Conservative House Majority Leader Eric Cantor made similarly bewildering comments after the Virginia earthquake earlier this week, declaring that government response to that event would only occur if corresponding cuts were made in other spending. These guys don't seem to comprehend that the time for ideological rhetoric and threats of spending cuts is not when our citizens are being threatened by disasters beyond their control.
The real tragedy here is that the ones who almost always suffer the most in natural disasters are those who can least afford it: the working poor and the middle class. As costs have skyrocketed the last 20 years, many of those in these socioeconomic classes have had to give up or cut property insurance and health insurance. Without out those essential safety nets, invariably all of the burden to rebuild their personal lives would fall totally to them.
These disasters are an opportunity to bring into clear focus the real issue that lays before us. That issue is about the role of government. Many anti-government forces have successfully staked out territory that asserts that the "free market" cures all ills, which it doesn't. They declare that the government can't do anything right (except for winning 2 World Wars and going to the Moon in less than 10 years), and that it should be shrunk down to the size that it can be "drowned in the bathtub". These same ideologues take hundreds of millions of dollars in donations from those they help, while voting against their own constituents.
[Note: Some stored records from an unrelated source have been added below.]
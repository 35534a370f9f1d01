//! Report pipeline binary.
//!
//! Loads the run configuration, scans the input folder for export
//! documents, parses each in its own blocking task, then runs the two
//! report consumers in parallel over the shared immutable ledger set and
//! writes both markdown reports.

use std::path::PathBuf;
use std::sync::Arc;
use std::{fs, io};

use chrono::Local;
use tracing_subscriber::EnvFilter;

use timecard_engine::calculation::{build_phase_sheet, reconstruct_punch_schedule};
use timecard_engine::config::ReportConfig;
use timecard_engine::error::{TimecardError, TimecardResult};
use timecard_engine::models::JobLedger;
use timecard_engine::parser::parse_document;
use timecard_engine::render::{phase_sheet_markdown, punch_schedule_markdown};

#[tokio::main]
async fn main() {
    tracing_subscriber::fmt()
        .with_env_filter(
            EnvFilter::try_from_default_env().unwrap_or_else(|_| EnvFilter::new("info")),
        )
        .init();

    if let Err(error) = run().await {
        tracing::error!(%error, "report generation failed");
        std::process::exit(1);
    }
}

async fn run() -> TimecardResult<()> {
    let config_path = std::env::args()
        .nth(1)
        .unwrap_or_else(|| "timecard.yaml".to_string());
    let config = ReportConfig::load(&config_path)?;
    tracing::info!(input_dir = %config.input_dir.display(), "starting report run");

    let jobs = Arc::new(parse_all(&config).await?);
    tracing::info!(documents = jobs.len(), "all documents parsed");

    let today = Local::now().date_naive();
    let options = config.aggregator_options(today);
    let cutoff = config.cutoff(today);
    let pairing = config.pairing;

    // The two consumers share nothing mutable and run concurrently.
    let sheet_jobs = Arc::clone(&jobs);
    let sheet_task = tokio::task::spawn_blocking(move || {
        phase_sheet_markdown(&build_phase_sheet(&sheet_jobs, &options))
    });
    let punch_jobs = Arc::clone(&jobs);
    let punch_task = tokio::task::spawn_blocking(move || {
        punch_schedule_markdown(&reconstruct_punch_schedule(&punch_jobs, pairing, cutoff))
    });

    let (sheet_markdown, punch_markdown) = tokio::join!(sheet_task, punch_task);
    let sheet_markdown = sheet_markdown.map_err(task_failure)?;
    let punch_markdown = punch_markdown.map_err(task_failure)?;

    fs::write(&config.phase_sheet_path, sheet_markdown)?;
    tracing::info!(path = %config.phase_sheet_path.display(), "phase sheet written");
    fs::write(&config.time_table_path, punch_markdown)?;
    tracing::info!(path = %config.time_table_path.display(), "time table written");

    Ok(())
}

/// Scans the input folder and parses every `.csv` document, one blocking
/// task per file, joined before the consumers start.
async fn parse_all(config: &ReportConfig) -> TimecardResult<Vec<JobLedger>> {
    let mut paths: Vec<PathBuf> = Vec::new();
    for entry in fs::read_dir(&config.input_dir)? {
        let path = entry?.path();
        if path.extension().and_then(|e| e.to_str()) == Some("csv") {
            paths.push(path);
        }
    }
    paths.sort();

    let handles: Vec<_> = paths
        .into_iter()
        .map(|path| {
            tokio::task::spawn_blocking(move || -> TimecardResult<JobLedger> {
                tracing::debug!(path = %path.display(), "parsing document");
                let content = fs::read_to_string(&path)?;
                parse_document(&content)
            })
        })
        .collect();

    let mut jobs = Vec::with_capacity(handles.len());
    for handle in handles {
        jobs.push(handle.await.map_err(task_failure)??);
    }
    Ok(jobs)
}

fn task_failure(error: tokio::task::JoinError) -> TimecardError {
    TimecardError::Io(io::Error::other(error))
}
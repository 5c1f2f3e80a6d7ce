//! Per-request credentials for the multi-tenant HTTP transport.
//!
//! When a tool call arrives over streamable HTTP, the inbound request's
//! `Authorization` header is available in the request context. A token found
//! there is used for that call only; otherwise the process-wide resolver
//! applies.

use std::sync::Arc;

use axum::http::request::Parts;
use axum::http::HeaderMap;
use rmcp::service::RequestContext;
use rmcp::RoleServer;

use seodata_client::{Credential, RequestExecutor, StaticCredential};

/// Extract a token from `Authorization: Bearer <t>` or `Authorization: <scheme> <t>`.
pub fn credential_from_headers(headers: &HeaderMap, scheme: &str) -> Option<Credential> {
    let value = headers.get(axum::http::header::AUTHORIZATION)?.to_str().ok()?;
    let (prefix, token) = value.trim().split_once(' ')?;
    let accepted = prefix.eq_ignore_ascii_case("bearer")
        || (!scheme.is_empty() && prefix.eq_ignore_ascii_case(scheme));
    if accepted {
        Credential::parse(token)
    } else {
        None
    }
}

/// Executor for this call: scoped to the inbound token if there is one.
pub fn executor_for(
    base: &RequestExecutor,
    context: &RequestContext<RoleServer>,
) -> RequestExecutor {
    let inbound = context
        .extensions
        .get::<Parts>()
        .and_then(|parts| credential_from_headers(&parts.headers, &base.config().auth_scheme));

    match inbound {
        Some(credential) => {
            tracing::debug!("Using per-request credential from inbound Authorization header");
            base.with_credentials(Arc::new(StaticCredential::new(credential)))
        }
        None => base.clone(),
    }
}
//! Shared helper functions for MCP tool implementations.

use seodata_client::{ClientError, ClientResult, OperationResult};

/// Error JSON for a client failure, carrying URL, status and raw body when known.
pub fn client_error_json(error: &ClientError) -> String {
    error.to_json().to_string()
}

/// Turn a pipeline outcome into the tool's text response.
pub fn render(result: ClientResult<OperationResult>) -> String {
    match result {
        Ok(result) => result.text,
        Err(e) => {
            tracing::debug!(error = %e, "Tool call failed");
            client_error_json(&e)
        }
    }
}
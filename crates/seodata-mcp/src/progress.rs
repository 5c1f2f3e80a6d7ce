//! Bridges orchestrator progress events to MCP progress notifications.

use std::fmt;
use std::sync::Arc;

use rmcp::model::ProgressNotificationParam;
use rmcp::service::RequestContext;
use rmcp::RoleServer;
use tokio::sync::mpsc;
use tokio::task::JoinHandle;

use seodata_client::{ChannelProgress, NoopProgress, ProgressEvent, ProgressSink};

/// Progress delivery for one tool call.
///
/// If the caller supplied a progress token, events go through an unbounded
/// channel to a forwarding task that sends `notifications/progress`, so the
/// poll loop never waits on the client. Without a token, events are dropped.
pub struct ProgressForwarder {
    sink: Arc<dyn ProgressSink>,
    task: Option<JoinHandle<()>>,
}

impl fmt::Debug for ProgressForwarder {
    fn fmt(&self, f: &mut fmt::Formatter<'_>) -> fmt::Result {
        f.debug_struct("ProgressForwarder")
            .field("forwarding", &self.task.is_some())
            .finish()
    }
}

impl ProgressForwarder {
    pub fn for_request(context: &RequestContext<RoleServer>) -> Self {
        let Some(token) = context.meta.get_progress_token() else {
            return Self::disabled();
        };

        let (tx, mut rx) = mpsc::unbounded_channel::<ProgressEvent>();
        let peer = context.peer.clone();
        let task = tokio::spawn(async move {
            // Ends once every sender is dropped.
            while let Some(event) = rx.recv().await {
                let param = ProgressNotificationParam {
                    progress_token: token.clone(),
                    progress: f64::from(event.progress),
                    total: Some(f64::from(event.total)),
                    message: Some(event.message),
                };
                if let Err(e) = peer.notify_progress(param).await {
                    tracing::debug!(error = %e, "Dropping progress notification");
                }
            }
        });

        Self {
            sink: Arc::new(ChannelProgress::new(tx)),
            task: Some(task),
        }
    }

    /// Forwarder for a call without a progress token: events are discarded.
    pub fn disabled() -> Self {
        Self {
            sink: Arc::new(NoopProgress),
            task: None,
        }
    }

    pub fn sink(&self) -> &dyn ProgressSink {
        self.sink.as_ref()
    }

    /// Close the channel and wait until queued notifications are sent, so
    /// none trail the tool result.
    pub async fn finish(self) {
        let Self { sink, task } = self;
        drop(sink);
        if let Some(task) = task {
            if let Err(e) = task.await {
                tracing::debug!(error = %e, "Progress forwarder stopped early");
            }
        }
    }
}
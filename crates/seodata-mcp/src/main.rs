//! SE Ranking data MCP server
//!
//! Exposes SEO research, project and SERP tools to LLM agents over stdio
//! (single user, token from the environment or config) or streamable HTTP
//! (multi-tenant, token from each request's `Authorization` header).

use std::net::SocketAddr;
use std::path::PathBuf;

use clap::{Parser, ValueEnum};
use rmcp::transport::streamable_http_server::session::local::LocalSessionManager;
use rmcp::transport::streamable_http_server::{StreamableHttpServerConfig, StreamableHttpService};
use rmcp::ServiceExt;
use tracing_subscriber::EnvFilter;

use seodata_client::ClientConfig;
use seodata_mcp::server::SeoDataMcpServer;

#[derive(Debug, Clone, Copy, PartialEq, Eq, ValueEnum)]
enum TransportMode {
    Stdio,
    Http,
}

#[derive(Debug, Clone, Copy, PartialEq, Eq, ValueEnum)]
enum LogFormat {
    Text,
    Json,
}

#[derive(Debug, Parser)]
#[command(name = "seodata-mcp", version, about = "MCP server for the SE Ranking data API")]
struct Cli {
    /// Path to a TOML config file (defaults to ./.seodata.toml or ~/.config/seodata.toml)
    #[arg(long, env = "SEODATA_CONFIG")]
    config: Option<PathBuf>,

    /// MCP transport to serve
    #[arg(long, value_enum, default_value_t = TransportMode::Stdio)]
    transport: TransportMode,

    /// Listen address for the HTTP transport
    #[arg(long, default_value = "127.0.0.1:8787")]
    bind: SocketAddr,

    /// Log output format (logs always go to stderr)
    #[arg(long, value_enum, default_value_t = LogFormat::Text)]
    log_format: LogFormat,
}

fn init_tracing(format: LogFormat) -> anyhow::Result<()> {
    let filter = EnvFilter::from_default_env()
        .add_directive("seodata_mcp=info".parse()?)
        .add_directive("seodata_client=info".parse()?);
    let builder = tracing_subscriber::fmt()
        .with_env_filter(filter)
        .with_writer(std::io::stderr);
    match format {
        LogFormat::Text => builder.init(),
        LogFormat::Json => builder.json().init(),
    }
    Ok(())
}

#[tokio::main]
async fn main() -> anyhow::Result<()> {
    let cli = Cli::parse();
    init_tracing(cli.log_format)?;

    let config = ClientConfig::load(cli.config.as_deref())?;
    tracing::info!(base_url = %config.base_url, "Loaded client config");
    let server = SeoDataMcpServer::from_config(config)?;

    match cli.transport {
        TransportMode::Stdio => {
            tracing::info!("seodata-mcp starting (stdio transport)");
            if server.executor().credentials().resolve().is_none() {
                tracing::warn!("No API token configured; tool calls will fail until one is set");
            }
            let service = server.serve(rmcp::transport::io::stdio()).await?;
            service.waiting().await?;
        }
        TransportMode::Http => {
            tracing::info!(bind = %cli.bind, "seodata-mcp starting (streamable HTTP transport at /mcp)");
            let service = StreamableHttpService::new(
                move || Ok(server.clone()),
                LocalSessionManager::default().into(),
                StreamableHttpServerConfig::default(),
            );
            let router = axum::Router::new().nest_service("/mcp", service);
            let listener = tokio::net::TcpListener::bind(cli.bind).await?;
            axum::serve(listener, router)
                .with_graceful_shutdown(async {
                    let _ = tokio::signal::ctrl_c().await;
                    tracing::info!("Shutting down");
                })
                .await?;
        }
    }

    Ok(())
}
//! MCP tool parameter types and shared helpers.
//!
//! All parameter structs derive `Deserialize + JsonSchema` for MCP tool
//! registration and `Serialize` to become the request's parameter bag.

pub mod helpers;
pub mod params;

pub use helpers::*;
pub use params::*;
We need to decide who we are as a society. Unlike the ideologues, I don't believe that the government is some "Other" run by enemies of freedom as they so often like to declare; I do believe that the government is us, and that's its destruction is the real threat to freedom. Because I believe that, I also believe that, as a society, we have an obligation to work for the common good. We need to provide not only for those who need help, like storm victims and the sick, but also to create an environment where everyone has the opportunity for a decent standard of living and the safety net of healthcare and Social Security.
We are the richest nation in the world (if we don't move all the wealth to China) and can certainly meet these basic goals. But, we can only do that if we hold our leaders responsible. We have allowed our system of government to devolve into a continuous cycle of election and re-election, where our representatives are focused only on the money it takes to get them re-elected, and doing the bidding of those who give the money. We can hold them accountable, though, and it's high time that we do that.